Our genes define us. They determine the colour of your eyes, the length of your fingers, and the shape of your ears. They may also protect you from certain types of cancer, or put you at risk for various diseases. Several gene variants have already been identified as risk factors for autoimmune disease, and in a large international cohort of Sjögren's syndrome (SS) patients, we will identify and characterize disease specific genes that may unravel the pathology behind SS. Using a technique known as genome wide association studies, in which common genetic variants in individuals is examined to see whether they are associated with a specific feature, we aim to identify genes of interest. We have recently identified a couple of regions that do not map directly to any known genes, and we are utilising a new technique, HiChIP, to decide whether chromatin conformation and modifications are what causes biological effects.

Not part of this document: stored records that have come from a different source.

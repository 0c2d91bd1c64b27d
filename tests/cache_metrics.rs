//! Asserts that cache and engine paths emit the expected metric keys, and
//! that the telemetry bootstrap installs exactly once.

use std::collections::HashSet;
use std::sync::{Arc, Mutex, OnceLock, mpsc};
use std::thread;
use std::time::Duration;

use calcengine::{
    CacheConfig, CalculationEngine, CalculationResult, CalculatorDescriptor, EngineConfig,
    InputMap, InputSpec,
};
use calcengine::cache::CacheStore;
use calcengine::config::LoggingSettings;
use calcengine::infra::telemetry;
use metrics_util::debugging::{DebuggingRecorder, Snapshotter};
use serde_json::json;
use serial_test::serial;

static SNAPSHOTTER: OnceLock<Snapshotter> = OnceLock::new();

fn snapshotter() -> &'static Snapshotter {
    SNAPSHOTTER.get_or_init(|| {
        let recorder = DebuggingRecorder::new();
        let snapshotter = recorder.snapshotter();
        recorder
            .install()
            .expect("debug metrics recorder should install in this test process");
        snapshotter
    })
}

fn recorded_names() -> HashSet<String> {
    snapshotter()
        .snapshot()
        .into_vec()
        .into_iter()
        .map(|(composite_key, _, _, _)| composite_key.key().name().to_string())
        .collect()
}

#[test]
#[serial]
fn store_paths_emit_expected_metric_keys() {
    // Ensure the recording recorder is installed before any metrics are
    // emitted; otherwise the emissions go to the noop global and are lost.
    snapshotter();

    let store = CacheStore::new(CacheConfig {
        max_entries: 1,
        sweep_interval_ms: 0,
        ..Default::default()
    });

    // miss, hit, capacity eviction
    assert!(store.get("absent").is_none());
    store.insert("a".to_string(), 1u32, None);
    assert!(store.get("a").is_some());
    store.insert("b".to_string(), 2u32, None);

    // TTL expiry via lazy removal
    store.insert("c".to_string(), 3u32, Some(Duration::from_millis(1)));
    thread::sleep(Duration::from_millis(10));
    assert!(store.get("c").is_none());

    let names = recorded_names();
    for metric in [
        "calcengine_cache_hit_total",
        "calcengine_cache_miss_total",
        "calcengine_cache_evict_total",
        "calcengine_cache_expired_total",
    ] {
        assert!(names.contains(metric), "missing metric: {metric}");
    }
}

#[test]
#[serial]
fn engine_paths_emit_expected_metric_keys() {
    // Ensure the recording recorder is installed before any metrics are
    // emitted; otherwise the emissions go to the noop global and are lost.
    snapshotter();

    let engine = Arc::new(CalculationEngine::new(EngineConfig {
        cache: CacheConfig {
            sweep_interval_ms: 0,
            ..Default::default()
        },
        ..Default::default()
    }));

    // compute histogram
    engine.register_calculator(CalculatorDescriptor::new("emit"));
    engine.register_algorithm("emit", |_inputs: &InputMap| {
        Ok(CalculationResult::new(1.0, "", "One"))
    });
    engine
        .calculate("emit", &InputMap::new(), None)
        .expect("computes");

    // validation rejection
    engine.register_calculator(
        CalculatorDescriptor::new("strict").with_input(InputSpec::number("a").required()),
    );
    let mut bad = InputMap::new();
    bad.insert("a".to_string(), json!("text"));
    assert!(engine.calculate("strict", &bad, None).is_err());

    // coalesced in-flight call
    engine.register_calculator(CalculatorDescriptor::new("slow"));
    let (started_tx, started_rx) = mpsc::channel::<()>();
    let (release_tx, release_rx) = mpsc::channel::<()>();
    let release_rx = Mutex::new(release_rx);
    engine.register_algorithm("slow", move |_inputs: &InputMap| {
        started_tx.send(()).ok();
        release_rx
            .lock()
            .expect("release receiver lock")
            .recv_timeout(Duration::from_secs(5))
            .ok();
        Ok(CalculationResult::new(2.0, "", "Slow"))
    });

    let leader = {
        let engine = Arc::clone(&engine);
        thread::spawn(move || engine.calculate("slow", &InputMap::new(), None))
    };
    started_rx
        .recv_timeout(Duration::from_secs(5))
        .expect("leader started computing");
    let follower = {
        let engine = Arc::clone(&engine);
        thread::spawn(move || engine.calculate("slow", &InputMap::new(), None))
    };
    thread::sleep(Duration::from_millis(50));
    release_tx.send(()).expect("leader released");
    leader
        .join()
        .expect("leader thread joins")
        .expect("leader computes");
    follower
        .join()
        .expect("follower thread joins")
        .expect("follower coalesces");

    let names = recorded_names();
    for metric in [
        "calcengine_compute_ms",
        "calcengine_validation_reject_total",
        "calcengine_flight_coalesced_total",
        "calcengine_cache_miss_total",
    ] {
        assert!(names.contains(metric), "missing metric: {metric}");
    }
}

#[test]
#[serial]
fn telemetry_installs_exactly_once() {
    telemetry::init(&LoggingSettings::default()).expect("first install succeeds");
    assert!(telemetry::init(&LoggingSettings::default()).is_err());
}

Collective evidence establishes a complex genetic architecture for SS. Loci involved in both innate and adaptive immune responses are implicated and emphasize the importance of Type I and Type II interferon responses, IL12/STAT4 signaling, T and B cell involvement, and antigen presentation. Additional gene identification and characterization is imperative if we are to understand the role of genetics in SS. We plan to expand our successful Phase I GWAS, and expect that over the course of this project, additional genetic associations with SS will be identified (Aim 1). AIM 1: We will perform an expanded Phase II GWAS in additional cases and controls to increase our statistical power to detect associations as defined by genome-wide thresholds. We will use several analytical techniques and approaches that will allow us to characterize the novel candidates, including logistic regression, haplotype analyses, imputation, fine mapping genotyping, DNA sequencing, bioinformatics and functional genomic databases. AIM 2: Laboratory-based experiments will be conducted to test the most likely candidate variants for biological effects. We will compare subjects that are homozygous risk, heterozygous, and homozygous non-risk in a variety of experiments, testing for alterations in function based on genotype using approaches that address transcriptional effects, translational effects, and protein function. The specific experiments will be tailored to address the hypotheses developed as a result of completing Aim 1. We will begin by testing and confirming the hypothesis that expression traits are affected by risk alleles in the IL12A locus, characterizing IL12A mRNA transcript levels in relevant cell subsets, assess association and determine if functional consequences are specific to a particular cell type, characterize IL12A protein levels in serum, assess IL12A expression in salivary glands, evaluate downstream effects of IL12A, and compare genotype specific groups.